The Brazilian steel industry remains positive on the general outlook for
production and consumption in 2012. However, distributors assert that lower
import offers have cancelled out the real’s upward currency movement against the
US dollar. The price premium demanded by domestic coil producers over imports is
being closely monitored.
Russian steelmakers are expected to downgrade output rates to stabilise
transaction values. Domestic steel consumption has entered a period of low
seasonal demand and overseas sales volumes have stagnated.
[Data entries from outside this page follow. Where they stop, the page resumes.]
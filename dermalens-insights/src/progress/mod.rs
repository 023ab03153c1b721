//! Progress Analyzer
//!
//! Pure functions over stored assessments:
//! - [`compare`]: baseline vs current, per-concern deltas and trends
//! - [`summarize`]: health-score timeline and trends over a date window
//!
//! Sign convention: concern severity is "lower is better", so a negative
//! per-concern delta is an improvement, while a positive health-score delta
//! is an improvement.

pub mod compare;
pub mod timeline;

pub use compare::{compare, compare_with_band, ComparisonResult, ConcernComparison};
pub use timeline::{summarize, DateWindow, TimelineSeries, TimelineSummary};

use dermalens_common::Assessment;
use serde::Serialize;

/// Severity change inside this absolute band is classified as stable
pub const STABLE_SEVERITY_BAND: f64 = 0.05;

/// Health-score difference (points) required for a timeline trend
pub const HEALTH_TREND_THRESHOLD: f64 = 5.0;

/// Minimum assessments in a window before a timeline is produced
pub const MIN_TIMELINE_POINTS: usize = 3;

/// Slack for float subtraction error; a change landing on a threshold is stable
pub(crate) const THRESHOLD_EPSILON: f64 = 1e-9;

/// Direction of a single concern's severity
#[derive(Debug, Clone, Copy, PartialEq, Eq, Serialize)]
#[serde(rename_all = "SCREAMING_SNAKE_CASE")]
pub enum ConcernTrend {
    Improving,
    Worsening,
    Stable,
}

/// Direction of the overall health score
#[derive(Debug, Clone, Copy, PartialEq, Eq, Serialize)]
#[serde(rename_all = "SCREAMING_SNAKE_CASE")]
pub enum HealthTrend {
    Improving,
    Declining,
    Stable,
}

/// Noise-rejection band for severity deltas
#[derive(Debug, Clone, Copy, PartialEq, Serialize)]
pub enum StabilityBand {
    /// Fixed band, identical for every concern
    Absolute(f64),
    /// Band proportional to the baseline severity, never narrower than
    /// [`STABLE_SEVERITY_BAND`] so near-zero baselines are not all noise
    Relative(f64),
}

impl Default for StabilityBand {
    fn default() -> Self {
        StabilityBand::Absolute(STABLE_SEVERITY_BAND)
    }
}

impl StabilityBand {
    /// Half-width of the stable band for a concern starting at `baseline`
    pub fn width(&self, baseline: f64) -> f64 {
        match *self {
            StabilityBand::Absolute(width) => width,
            StabilityBand::Relative(fraction) => {
                (baseline.abs() * fraction).max(STABLE_SEVERITY_BAND)
            }
        }
    }

    /// Classify `delta = current - baseline`; `|delta| == width` is stable
    pub fn classify(&self, baseline: f64, delta: f64) -> ConcernTrend {
        let width = self.width(baseline) + THRESHOLD_EPSILON;
        if delta < -width {
            ConcernTrend::Improving
        } else if delta > width {
            ConcernTrend::Worsening
        } else {
            ConcernTrend::Stable
        }
    }
}

/// 0-100 summary: inverse mean concern severity
///
/// Uses the stored score when the record carries one. An assessment with no
/// measured concerns scores 100.
pub fn health_score(assessment: &Assessment) -> u8 {
    if let Some(stored) = assessment.health_score {
        return stored.min(100);
    }
    computed_health_score(assessment)
}

/// Health score from severities alone, ignoring any stored value
pub fn computed_health_score(assessment: &Assessment) -> u8 {
    let severities = &assessment.concern_severity;
    if severities.is_empty() {
        return 100;
    }
    let mean = severities.values().sum::<f64>() / severities.len() as f64;
    let score = ((1.0 - mean) * 100.0).round();
    if !score.is_finite() {
        return 0;
    }
    score.clamp(0.0, 100.0) as u8
}

#[cfg(test)]
mod tests {
    use super::*;
    use chrono::{TimeZone, Utc};
    use dermalens_common::{ConcernKind, SkinType};
    use std::collections::BTreeMap;
    use uuid::Uuid;

    fn assessment(severities: &[(ConcernKind, f64)]) -> Assessment {
        Assessment {
            id: Uuid::nil(),
            captured_at: Utc.with_ymd_and_hms(2024, 2, 1, 0, 0, 0).unwrap(),
            concern_severity: severities.iter().copied().collect(),
            zone_severity: BTreeMap::new(),
            skin_type: SkinType::new(3),
            skin_type_confidence: 0.9,
            is_fallback: false,
            health_score: None,
        }
    }

    #[test]
    fn test_health_score_inverse_mean() {
        assert_eq!(health_score(&assessment(&[(ConcernKind::Acne, 0.6)])), 40);
        assert_eq!(health_score(&assessment(&[(ConcernKind::Acne, 0.3)])), 70);
        assert_eq!(
            health_score(&assessment(&[
                (ConcernKind::Acne, 0.2),
                (ConcernKind::Dryness, 0.4)
            ])),
            70
        );
    }

    #[test]
    fn test_health_score_rounds() {
        // mean 0.125 -> 87.5 -> 88
        assert_eq!(
            health_score(&assessment(&[
                (ConcernKind::Acne, 0.25),
                (ConcernKind::Dryness, 0.0)
            ])),
            88
        );
    }

    #[test]
    fn test_health_score_prefers_stored_value() {
        let mut a = assessment(&[(ConcernKind::Acne, 0.6)]);
        a.health_score = Some(55);
        assert_eq!(health_score(&a), 55);
        assert_eq!(computed_health_score(&a), 40);
    }

    #[test]
    fn test_health_score_empty_is_full() {
        assert_eq!(health_score(&assessment(&[])), 100);
    }

    #[test]
    fn test_health_score_out_of_range_severity_is_clamped() {
        assert_eq!(health_score(&assessment(&[(ConcernKind::Acne, 1.8)])), 0);
        assert_eq!(health_score(&assessment(&[(ConcernKind::Acne, -0.5)])), 100);
    }

    #[test]
    fn test_health_score_is_idempotent_through_storage() {
        let a = assessment(&[(ConcernKind::Acne, 0.37), (ConcernKind::Redness, 0.11)]);
        let first = health_score(&a);
        let mut stored = a.clone();
        stored.health_score = Some(first);
        assert_eq!(health_score(&stored), first);
        assert_eq!(computed_health_score(&stored), first);
    }

    #[test]
    fn test_absolute_band_classification() {
        let band = StabilityBand::default();
        assert_eq!(band.classify(0.6, -0.3), ConcernTrend::Improving);
        assert_eq!(band.classify(0.6, 0.06), ConcernTrend::Worsening);
        assert_eq!(band.classify(0.6, 0.05), ConcernTrend::Stable);
        assert_eq!(band.classify(0.6, -0.05), ConcernTrend::Stable);
    }

    #[test]
    fn test_boundary_delta_is_stable_despite_rounding() {
        let band = StabilityBand::default();
        // 0.55 - 0.5 == 0.050000000000000044
        assert_eq!(band.classify(0.5, 0.55 - 0.5), ConcernTrend::Stable);
        assert_eq!(band.classify(0.55, 0.5 - 0.55), ConcernTrend::Stable);
        assert_eq!(band.classify(0.3, 0.35 - 0.3), ConcernTrend::Stable);
        assert_eq!(band.classify(0.5, 0.56 - 0.5), ConcernTrend::Worsening);
        assert_eq!(band.classify(0.56, 0.5 - 0.56), ConcernTrend::Improving);
    }

    #[test]
    fn test_relative_band_scales_with_baseline() {
        let band = StabilityBand::Relative(0.2);
        // 0.8 baseline -> 0.16 band
        assert_eq!(band.classify(0.8, -0.1), ConcernTrend::Stable);
        assert_eq!(band.classify(0.8, -0.2), ConcernTrend::Improving);
        // tiny baseline falls back to the absolute floor
        assert_eq!(band.width(0.01), STABLE_SEVERITY_BAND);
    }
}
Downstream demand for finished steel in India weakened in the post-Diwali
period. Distributors have queried whether the new domestic price levels are
supported by market and economic fundamentals. West Bengal steelworks have
lobbied the state government for assistance, following the suspension of iron
ore deliveries from Joda mines in Odisha (formerly Orissa). The Supreme Court’s
July ruling on iron ore mining activities in Bellary (Karnataka) remains in
place.
The Chinese steel industry has begun to bring production into line with
consumption rates. The government has reiterated its commitment to enforce its
tight monetary policy. No credit loosening is expected in the near-term.
Distributors and downstream industries plan to avoid holding or building
inventory.
Ukrainian steel merchants are allowing stock levels to rundown, in order to free
working capital and minimise potential losses in a falling market. Ilyich and
Zaporizhstal are expected to adopt lower pricing positions next month, following
stagnant domestic and overseas demand.
Turkish steelmakers are under pressure to bring production targets into line
with steel consumption rates. Downstream demand for finished steel remained
subdued after the Kurban Bayrami holiday (Eid Al-Adha). End-users are still
waiting for evidence of price stability. Distributors were left with little
choice but to persevere with cautious procurement strategies.
The outlook for the United Arab Emirates’ steel market is unchanged. Falling
import quotations and the effects of uncertain global economic conditions have
undermined market sentiment. Construction activity exhibited no improvement in
the period after the festival of Eid Al-Adha. End-users are also still wary of
making purchases. The distribution chain has persevered with conservative
inventory levels as a result.
Difficult trading conditions persist in South Africa. Cape Gate and Scaw Metals
Group have continued to maintain aggressive pricing positions in AMSA’s absence.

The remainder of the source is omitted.